Life… is like a grapefruit. It’s orange and squishy, and has a few pips in it, and some folks have half a one for breakfast.

The ships hung in the sky in much the same way that bricks don’t.

There is a theory which states that if ever anybody discovers exactly what the Universe is for and why it is here, it will instantly disappear and be replaced by something even more bizarre and inexplicable. There is another theory which states that this has already happened.

Time is an illusion. Lunchtime doubly so.

You live and learn. At any rate, you live.

Human beings, who are almost unique in having the ability to learn from the experience of others, are also remarkable for their apparent disinclination to do so.

The last time anybody made a list of the top hundred character attributes of New Yorkers, common sense snuck in at number 79.

He felt that his whole life was some kind of dream and he sometimes wondered whose it was and whether they were enjoying it.

Nothing travels faster than the speed of light with the possible exception of bad news, which obeys its own special laws.

Ah, this is obviously some strange usage of the word ‘safe’ that I wasn’t previously aware of.

Space is big. You just won’t believe how vastly, hugely, mind- bogglingly big it is. I mean, you may think it’s a long way down the road to the drug store, but that’s just peanuts to space.

Anyone who is capable of getting themselves into a position of power should on no account be allowed to do the job.

Driving a Porsche in London is like bringing a ming vase to a football game.

First we thought the PC was a calculator. Then we found out how to turn numbers into letters with ASCII and we thought it was a typewriter. Then we discovered graphics, and we thought it was a television.

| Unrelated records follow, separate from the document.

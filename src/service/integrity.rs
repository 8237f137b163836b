//! Relational integrity maintenance.
//!
//! Every association with a `via` has an inverse field on the target model. Writes through the
//! blueprint actions keep both sides pointing at each other:
//! - oneToOne: owner.alias = T implies T.via = owner, and no other record on either side holds the pair;
//! - oneToMany / manyToOne: the child's scalar field and the parent's id list agree;
//! - manyToMany: both id lists contain each other.
//!
//! All writes go through the action's [`UnitOfWork`] so a failed action can be compensated.

use crate::config::{Association, Nature};
use crate::error::{BlueprintError, StoreError};
use crate::registry::{ModelHandle, ModelRegistry};
use crate::service::unit_of_work::{lock_key, RelationLocks, UnitOfWork};
use crate::store::{relation_ids, same_id, slot_id, Record};
use serde_json::Value;
use std::sync::Arc;
use tokio::task::JoinSet;

/// Wait for every task; the first failure wins once all have finished.
pub(crate) async fn settle<T: Send + 'static>(
    mut set: JoinSet<Result<T, BlueprintError>>,
) -> Result<Vec<T>, BlueprintError> {
    let mut out = Vec::with_capacity(set.len());
    let mut first_err = None;
    while let Some(joined) = set.join_next().await {
        let result = joined.unwrap_or_else(|e| {
            Err(BlueprintError::InternalStore(StoreError::Backend(format!("task failed: {}", e))))
        });
        match result {
            Ok(v) => out.push(v),
            Err(e) => {
                first_err.get_or_insert(e);
            }
        }
    }
    match first_err {
        Some(e) => Err(e),
        None => Ok(out),
    }
}

pub(crate) fn lookup(registry: &ModelRegistry, name: &str) -> Result<ModelHandle, BlueprintError> {
    registry
        .lookup(name)
        .ok_or_else(|| BlueprintError::ModelResolution(format!("model '{}' is not registered", name)))
}

fn single(field: &str, value: Value) -> Record {
    let mut r = Record::new();
    r.insert(field.to_string(), value);
    r
}

/// Load one record or fail with `NotFound`.
pub async fn exists_in_target(target: &ModelHandle, id: &Value) -> Result<Record, BlueprintError> {
    target
        .find_one(id)
        .exec()
        .await?
        .ok_or_else(|| BlueprintError::NotFound(format!("{} {}", target.name(), id)))
}

/// Relation maintenance bound to one action's journal.
#[derive(Clone)]
pub struct Integrity {
    registry: Arc<ModelRegistry>,
    locks: Arc<RelationLocks>,
    uow: UnitOfWork,
}

impl Integrity {
    pub fn new(registry: Arc<ModelRegistry>, locks: Arc<RelationLocks>, uow: UnitOfWork) -> Self {
        Integrity { registry, locks, uow }
    }

    pub fn unit_of_work(&self) -> &UnitOfWork {
        &self.uow
    }

    /// Null `field` on every `target` record holding `owner_id` there. Returns the records as they were.
    #[tracing::instrument(skip(self, target), fields(target = target.name()))]
    pub async fn clear_inverse_holders(
        &self,
        target: &ModelHandle,
        field: &str,
        owner_id: &Value,
    ) -> Result<Vec<Record>, BlueprintError> {
        let criteria = single(field, owner_id.clone());
        let holders = target.find(criteria).exec().await?;
        self.null_field(target, field, holders).await
    }

    /// Null `alias` on every `owner` record other than `owner_id` that holds `target_id`.
    #[tracing::instrument(skip(self, owner), fields(owner = owner.name()))]
    pub async fn clear_other_owner(
        &self,
        owner: &ModelHandle,
        alias: &str,
        owner_id: &Value,
        target_id: &Value,
    ) -> Result<Vec<Record>, BlueprintError> {
        let criteria = single(alias, target_id.clone());
        let pk = owner.primary_key().to_string();
        let others: Vec<Record> = owner
            .find(criteria)
            .exec()
            .await?
            .into_iter()
            .filter(|r| r.get(&pk).map_or(true, |id| !same_id(id, owner_id)))
            .collect();
        self.null_field(owner, alias, others).await
    }

    async fn null_field(
        &self,
        handle: &ModelHandle,
        field: &str,
        records: Vec<Record>,
    ) -> Result<Vec<Record>, BlueprintError> {
        let mut set = JoinSet::new();
        for record in records {
            let Some(id) = record.get(handle.primary_key()).cloned() else {
                continue;
            };
            let handle = handle.clone();
            let uow = self.uow.clone();
            let values = single(field, Value::Null);
            set.spawn(async move {
                uow.update(&handle, &id, &record, values).await?;
                Ok::<_, BlueprintError>(record)
            });
        }
        settle(set).await
    }

    /// Make `owner_id` and `target_id` each other's only partner across a oneToOne association.
    /// `None` only releases whatever target still points back at the owner.
    #[tracing::instrument(skip(self, owner, association), fields(owner = owner.name(), alias = %association.alias))]
    pub async fn reassign_singular_relation(
        &self,
        owner: &ModelHandle,
        association: &Association,
        owner_id: &Value,
        target_id: Option<&Value>,
    ) -> Result<(), BlueprintError> {
        let target = lookup(&self.registry, &association.target)?;
        let mut keys = vec![lock_key(owner.name(), owner_id)];
        if let Some(t) = target_id {
            keys.push(lock_key(target.name(), t));
        }
        let _guard = self.locks.acquire(keys).await;

        let release = async {
            match &association.via {
                Some(via) => self.clear_inverse_holders(&target, via, owner_id).await.map(|_| ()),
                None => Ok(()),
            }
        };
        let exclusive = async {
            match target_id {
                Some(t) => self.clear_other_owner(owner, &association.alias, owner_id, t).await.map(|_| ()),
                None => Ok(()),
            }
        };
        let (released, excluded) = tokio::join!(release, exclusive);
        released?;
        excluded?;

        if let (Some(t), Some(via)) = (target_id, &association.via) {
            let before = exists_in_target(&target, t).await?;
            self.uow.update(&target, t, &before, single(via, owner_id.clone())).await?;
        }
        tracing::debug!(owner_id = %owner_id, target_id = ?target_id, "singular relation reassigned");
        Ok(())
    }

    /// Point the inverse side of `association` at the owner after `child_id` joined it.
    #[tracing::instrument(skip(self, owner, association), fields(owner = owner.name(), alias = %association.alias))]
    pub async fn link_inverse(
        &self,
        owner: &ModelHandle,
        association: &Association,
        owner_id: &Value,
        child_id: &Value,
    ) -> Result<(), BlueprintError> {
        let Some(via) = &association.via else {
            return Ok(());
        };
        let target = lookup(&self.registry, &association.target)?;
        match association.nature {
            Nature::OneToOne => self.reassign_singular_relation(owner, association, owner_id, Some(child_id)).await,
            Nature::OneToMany => {
                let child = exists_in_target(&target, child_id).await?;
                let previous = child
                    .get(via)
                    .and_then(|v| slot_id(v, owner.primary_key()))
                    .filter(|p| !same_id(p, owner_id))
                    .cloned();
                if let Some(previous) = previous {
                    self.edit_list(owner, &previous, &association.alias, |ids| remove_id(ids, child_id))
                        .await?;
                }
                self.uow.update(&target, child_id, &child, single(via, owner_id.clone())).await?;
                Ok(())
            }
            Nature::ManyToOne | Nature::ManyToMany => {
                self.edit_list(&target, child_id, via, |ids| push_id(ids, owner_id)).await
            }
            Nature::OneWay => Ok(()),
        }
    }

    /// Drop the owner from the inverse side of `association` after `child_id` left it.
    #[tracing::instrument(skip(self, owner, association), fields(owner = owner.name(), alias = %association.alias))]
    pub async fn unlink_inverse(
        &self,
        owner: &ModelHandle,
        association: &Association,
        owner_id: &Value,
        child_id: &Value,
    ) -> Result<(), BlueprintError> {
        let Some(via) = &association.via else {
            return Ok(());
        };
        let target = lookup(&self.registry, &association.target)?;
        match association.nature {
            Nature::OneToOne => self.clear_inverse_holders(&target, via, owner_id).await.map(|_| ()),
            Nature::OneToMany => {
                let Some(child) = target.find_one(child_id).exec().await? else {
                    return Ok(());
                };
                let points_here = child
                    .get(via)
                    .and_then(|v| slot_id(v, owner.primary_key()))
                    .is_some_and(|p| same_id(p, owner_id));
                if points_here {
                    self.uow.update(&target, child_id, &child, single(via, Value::Null)).await?;
                }
                Ok(())
            }
            Nature::ManyToOne | Nature::ManyToMany => {
                self.edit_list(&target, child_id, via, |ids| remove_id(ids, owner_id)).await
            }
            Nature::OneWay => Ok(()),
        }
    }

    /// Remove `owner_id` from the `field` list of each listed `target` record.
    #[tracing::instrument(skip(self, target, candidates), fields(target = target.name()))]
    pub async fn detach_from_plural_inverse(
        &self,
        target: &ModelHandle,
        field: &str,
        owner_id: &Value,
        candidates: Vec<Value>,
    ) -> Result<(), BlueprintError> {
        let mut set = JoinSet::new();
        for candidate in candidates {
            let this = self.clone();
            let target = target.clone();
            let field = field.to_string();
            let owner_id = owner_id.clone();
            set.spawn(async move {
                this.edit_list(&target, &candidate, &field, |ids| remove_id(ids, &owner_id))
                    .await
            });
        }
        settle(set).await.map(|_| ())
    }

    /// Bring the inverse side in line after `owner_id`'s `association` changed from `before` to `after`.
    pub async fn sync_relation(
        &self,
        owner: &ModelHandle,
        association: &Association,
        owner_id: &Value,
        before: &Value,
        after: &Value,
    ) -> Result<(), BlueprintError> {
        let target = lookup(&self.registry, &association.target)?;
        let tpk = target.primary_key();
        match association.nature {
            Nature::OneWay => Ok(()),
            Nature::OneToOne => {
                let new = slot_id(after, tpk);
                if new.is_none() && slot_id(before, tpk).is_none() {
                    return Ok(());
                }
                self.reassign_singular_relation(owner, association, owner_id, new).await
            }
            Nature::ManyToOne => {
                let (old, new) = (slot_id(before, tpk), slot_id(after, tpk));
                if let (Some(o), Some(n)) = (old, new) {
                    if same_id(o, n) {
                        return Ok(());
                    }
                }
                if let Some(o) = old {
                    self.unlink_inverse(owner, association, owner_id, o).await?;
                }
                if let Some(n) = new {
                    self.link_inverse(owner, association, owner_id, n).await?;
                }
                Ok(())
            }
            Nature::OneToMany | Nature::ManyToMany => {
                let old = relation_ids(before, tpk);
                let new = relation_ids(after, tpk);
                for gone in old.iter().filter(|o| !new.iter().any(|n| same_id(n, o))) {
                    self.unlink_inverse(owner, association, owner_id, gone).await?;
                }
                for added in new.iter().filter(|n| !old.iter().any(|o| same_id(n, o))) {
                    self.link_inverse(owner, association, owner_id, added).await?;
                }
                Ok(())
            }
        }
    }

    /// Read-modify-write of an id list under the record's lock. A missing record is left alone.
    pub async fn edit_list<F>(&self, handle: &ModelHandle, id: &Value, field: &str, edit: F) -> Result<(), BlueprintError>
    where
        F: FnOnce(&mut Vec<Value>) -> bool,
    {
        let _guard = self.locks.acquire(vec![lock_key(handle.name(), id)]).await;
        let Some(record) = handle.find_one(id).exec().await? else {
            tracing::debug!(model = handle.name(), id = %id, "list owner missing, nothing to edit");
            return Ok(());
        };
        let mut ids = record.get(field).map(|v| relation_ids(v, "")).unwrap_or_default();
        if edit(&mut ids) {
            self.uow.update(handle, id, &record, single(field, Value::Array(ids))).await?;
        }
        Ok(())
    }
}

pub(crate) fn push_id(ids: &mut Vec<Value>, id: &Value) -> bool {
    if ids.iter().any(|i| same_id(i, id)) {
        return false;
    }
    ids.push(id.clone());
    true
}

pub(crate) fn remove_id(ids: &mut Vec<Value>, id: &Value) -> bool {
    let before = ids.len();
    ids.retain(|i| !same_id(i, id));
    ids.len() != before
}
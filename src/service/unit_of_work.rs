//! Compensation journal for the writes of one action, and per-record relation locks.

use crate::error::StoreError;
use crate::registry::ModelHandle;
use crate::store::{id_key, Record};
use serde_json::Value;
use std::collections::HashMap;
use std::sync::{Arc, Mutex};
use tokio::sync::OwnedMutexGuard;

enum Compensation {
    /// Put back the prior values of the fields a write changed.
    Restore { handle: ModelHandle, id: Value, fields: Record },
    /// Remove a record created by the action.
    Remove { handle: ModelHandle, id: Value },
}

/// Journal of compensations. Clones share the same journal, so spawned tasks can record into it.
#[derive(Clone, Default)]
pub struct UnitOfWork {
    journal: Arc<Mutex<Vec<Compensation>>>,
}

impl UnitOfWork {
    pub fn new() -> Self {
        Self::default()
    }

    fn push(&self, c: Compensation) {
        self.journal.lock().unwrap_or_else(|e| e.into_inner()).push(c);
    }

    pub fn record_created(&self, handle: &ModelHandle, id: &Value) {
        self.push(Compensation::Remove {
            handle: handle.clone(),
            id: id.clone(),
        });
    }

    /// Update through the journal: on success, the prior values (taken from `before`) of every written field are kept.
    pub async fn update(
        &self,
        handle: &ModelHandle,
        id: &Value,
        before: &Record,
        values: Record,
    ) -> Result<Option<Record>, StoreError> {
        let fields: Record = values
            .keys()
            .filter(|k| k.as_str() != handle.primary_key())
            .map(|k| (k.clone(), before.get(k).cloned().unwrap_or(Value::Null)))
            .collect();
        let updated = handle.update(id, values).await?;
        if updated.is_some() {
            self.push(Compensation::Restore {
                handle: handle.clone(),
                id: id.clone(),
                fields,
            });
        }
        Ok(updated)
    }

    pub fn len(&self) -> usize {
        self.journal.lock().unwrap_or_else(|e| e.into_inner()).len()
    }

    pub fn is_empty(&self) -> bool {
        self.len() == 0
    }

    /// Apply compensations newest first. Best effort: failures are logged and counted.
    pub async fn rollback(&self) -> usize {
        let entries = std::mem::take(&mut *self.journal.lock().unwrap_or_else(|e| e.into_inner()));
        let mut failed = 0;
        for entry in entries.into_iter().rev() {
            let result = match &entry {
                Compensation::Restore { handle, id, fields } => handle.update(id, fields.clone()).await.map(|_| ()),
                Compensation::Remove { handle, id } => handle.destroy(id).await.map(|_| ()),
            };
            if let Err(e) = result {
                failed += 1;
                let (model, id) = match &entry {
                    Compensation::Restore { handle, id, .. } | Compensation::Remove { handle, id } => (handle.name(), id),
                };
                tracing::error!(model, id = %id, error = %e, "compensation failed");
            }
        }
        failed
    }
}

/// Lock key for one record.
pub fn lock_key(model: &str, id: &Value) -> String {
    format!("{}:{}", model, id_key(id).unwrap_or_else(|| id.to_string()))
}

/// Per-record async locks serializing relation changes that touch the same records.
#[derive(Default)]
pub struct RelationLocks {
    entries: Mutex<HashMap<String, Arc<tokio::sync::Mutex<()>>>>,
}

#[must_use]
pub struct RelationGuard {
    _guards: Vec<OwnedMutexGuard<()>>,
}

impl RelationLocks {
    pub fn new() -> Self {
        Self::default()
    }

    /// Lock every key, in sorted order. Idle entries are pruned on the way.
    pub async fn acquire(&self, mut keys: Vec<String>) -> RelationGuard {
        keys.sort();
        keys.dedup();
        let mutexes: Vec<_> = {
            let mut entries = self.entries.lock().unwrap_or_else(|e| e.into_inner());
            entries.retain(|_, m| Arc::strong_count(m) > 1);
            keys.into_iter()
                .map(|k| Arc::clone(entries.entry(k).or_default()))
                .collect()
        };
        let mut guards = Vec::with_capacity(mutexes.len());
        for m in mutexes {
            guards.push(m.lock_owned().await);
        }
        RelationGuard { _guards: guards }
    }

    pub fn tracked(&self) -> usize {
        self.entries.lock().unwrap_or_else(|e| e.into_inner()).len()
    }
}
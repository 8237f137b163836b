//! Runtime settings consumed by the parameter resolver.

use serde::{Deserialize, Serialize};

pub const DEFAULT_LIMIT: u64 = 30;
pub const DEFAULT_POPULATE_LIMIT: u64 = 30;

#[derive(Clone, Debug, PartialEq, Eq, Serialize, Deserialize)]
pub struct BlueprintConfig {
    /// Page size when the caller gives no `limit`.
    #[serde(default = "default_limit")]
    pub default_limit: u64,
    /// Populate every association unless the caller passes an allow-list.
    #[serde(default = "default_true")]
    pub populate: bool,
    /// Cap on records attached per populated plural association.
    #[serde(default = "default_populate_limit")]
    pub populate_limit: u64,
}

fn default_limit() -> u64 {
    DEFAULT_LIMIT
}

fn default_populate_limit() -> u64 {
    DEFAULT_POPULATE_LIMIT
}

fn default_true() -> bool {
    true
}

impl Default for BlueprintConfig {
    fn default() -> Self {
        BlueprintConfig {
            default_limit: DEFAULT_LIMIT,
            populate: true,
            populate_limit: DEFAULT_POPULATE_LIMIT,
        }
    }
}

impl BlueprintConfig {
    /// Read `BLUEPRINT_DEFAULT_LIMIT`, `BLUEPRINT_POPULATE`, `BLUEPRINT_POPULATE_LIMIT` (after loading `.env` if present).
    pub fn from_env() -> Self {
        let _ = dotenvy::dotenv();
        Self::from_lookup(|key| std::env::var(key).ok())
    }

    fn from_lookup(lookup: impl Fn(&str) -> Option<String>) -> Self {
        let defaults = BlueprintConfig::default();
        BlueprintConfig {
            default_limit: parse_or("BLUEPRINT_DEFAULT_LIMIT", lookup("BLUEPRINT_DEFAULT_LIMIT"), defaults.default_limit),
            populate: parse_or("BLUEPRINT_POPULATE", lookup("BLUEPRINT_POPULATE"), defaults.populate),
            populate_limit: parse_or(
                "BLUEPRINT_POPULATE_LIMIT",
                lookup("BLUEPRINT_POPULATE_LIMIT"),
                defaults.populate_limit,
            ),
        }
    }
}

fn parse_or<T: std::str::FromStr>(key: &str, raw: Option<String>, default: T) -> T {
    match raw {
        None => default,
        Some(s) => s.trim().parse().unwrap_or_else(|_| {
            tracing::warn!("{}: cannot parse '{}', using default", key, s);
            default
        }),
    }
}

With the World Wide Web, we’ve realized it’s a brochure.

I once wrote an ad for Apple Computer: “Macintosh – We might not get everything right, but at least we knew the century was going to end.”

The major difference between a thing that might go wrong and a thing that cannot possibly go wrong is that when a thing that cannot possibly go wrong goes wrong it usually turns out to be impossible to get at or repair.